Евтей обернулся к Марии Трофимовне:
- Слышишь, что человек говорит! А ты меня коришь: "будет врать-то" да "будет врать". Иной человек правду скажет, так она горше небылицы. А иной соврет - гляди, и работа у тебя пошла веселее, и засмеялась ты, а то и задумалась насчет чего-нибудь путного. Отличать надо, что к чему.
После чая Мария Трофимовна взяла с полки томик Лермонтова, раскрыла, прочла: "И свежий лес шумит при звуке ветерка..." Захлопнула книгу и сказала:
- Как-нибудь дадите мне почитать? У меня с собой нет здесь Лермонтова.
- Конечно, когда захотите. Вы любите его?
- Больше всего на свете.
Леонтьев хотел расспросить Марию Трофимовну о ее матери, о Чайковском, но не решился, отложил этот разговор на то время, когда они познакомятся поближе.

ВСТРЕЧНЫЙ ОГОНЬ

День был знойный. В небе как застыли на одном месте, так и простояли до ночи тугие облака. Ближе к закату солнце вошло в лиловую мглу и раскаленным диском опустилось к земле.
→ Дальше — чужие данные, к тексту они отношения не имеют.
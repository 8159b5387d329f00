//! Error types for testbed operations.
//!
//! - `FrameError` - why a sensor frame was discarded
//! - `TestbedError` - every error surfaced by the motion engine and its
//!   collaborators

use crate::config::ConfigError;
use thiserror::Error;

/// Reasons a sensor frame is rejected.
///
/// Malformed frames are dropped by the force channel; they never stop it.
#[derive(Debug, Clone, Copy, PartialEq, Eq, Error)]
pub enum FrameError {
    /// Frame is not exactly [`FRAME_LEN`](crate::consts::FRAME_LEN) bytes.
    #[error("frame length {0}, expected 11")]
    WrongLength(usize),

    /// First byte is not the start marker.
    #[error("bad sync byte 0x{0:02X}")]
    BadSync(u8),

    /// Trailing bytes are not CR LF.
    #[error("bad terminator {0:02X?}")]
    BadTerminator([u8; 2]),
}

/// Error types for testbed operations.
#[derive(Debug, Clone, Error)]
pub enum TestbedError {
    /// Sensor frame failed validation.
    #[error("Malformed frame: {0}")]
    MalformedFrame(#[from] FrameError),

    /// Trigger type string not recognised.
    #[error("Unknown trigger type: {0}")]
    UnknownTriggerType(String),

    /// Comparator string not recognised.
    #[error("Unknown comparator: {0}")]
    UnknownComparator(String),

    /// Axis label not recognised.
    #[error("Invalid axis: {0}")]
    InvalidAxis(String),

    /// A motion activity already holds the run flag.
    #[error("Another motion activity is already running")]
    ActivityAlreadyRunning,

    /// Sequence document has the wrong shape.
    #[error("Invalid sequence: {0}")]
    InvalidSequence(String),

    /// Sensor byte stream cannot be read or written.
    #[error("Sensor transport failure: {0}")]
    SensorTransport(String),

    /// Step/direction outputs cannot be driven.
    #[error("Actuator transport failure: {0}")]
    ActuatorTransport(String),

    /// Run log or calibration file could not be written.
    #[error("Persistence failure: {0}")]
    Persistence(String),

    /// No driver registered under the requested name.
    #[error("Driver not found: {0}")]
    DriverNotFound(String),

    /// A worker thread could not be started.
    #[error("Failed to spawn worker: {0}")]
    Spawn(String),

    /// Configuration could not be loaded or is invalid.
    #[error("Configuration error: {0}")]
    Config(#[from] ConfigError),
}

impl TestbedError {
    /// Whether this error means the hardware state is no longer trustworthy.
    ///
    /// Transport failures during a run halt it like an emergency stop.
    pub fn is_hardware_fault(&self) -> bool {
        matches!(
            self,
            TestbedError::SensorTransport(_) | TestbedError::ActuatorTransport(_)
        )
    }
}

#[cfg(test)]
mod tests {
    use super::*;

    #[test]
    fn test_frame_error_display() {
        let err = FrameError::BadSync(0x5A);
        assert_eq!(err.to_string(), "bad sync byte 0x5A");

        let err: TestbedError = FrameError::WrongLength(7).into();
        assert!(err.to_string().contains("frame length 7"));
    }

    #[test]
    fn test_hardware_fault_classification() {
        assert!(TestbedError::SensorTransport("eof".into()).is_hardware_fault());
        assert!(TestbedError::ActuatorTransport("gpio".into()).is_hardware_fault());
        assert!(!TestbedError::ActivityAlreadyRunning.is_hardware_fault());
        assert!(!TestbedError::InvalidAxis("W".into()).is_hardware_fault());
    }
}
Ночь не принесла прохлады. Почему-то не выпала роса. Наутро, выкупавшись в озере, Леонтьев почувствовал раздражение. "Заболел я, что ли?" - подумал он.
Днем над соснами появилось пепельное облако, похожее на исполинский гриб. Задул порывистый ветер, зашумел лес. Где-то высоко прогремел гром. Надвигалась гроза.
Гроза была сухая. Короткий гром гремел все чаще. Молнии не ударяли в землю зигзагами, а полыхали размытым розовым светом.
Лесные чащи напряженно гудели. С сухим треском обламывались сучья. Протяжно скрипели сосны. Потом в этот разноголосый гул вошел рокот мотора.
Самолет шел низко. Он вырвался из-за сосняка, снизился, густо заревел и сделал круг над сторожкой, ложась на крыло. Потом взмыл, ушел, а невдалеке от сторожки упал на землю маленький мешок с песком. К нему была привязана красная лента. Ветер подхватил ее, и она трепетала, как пламя.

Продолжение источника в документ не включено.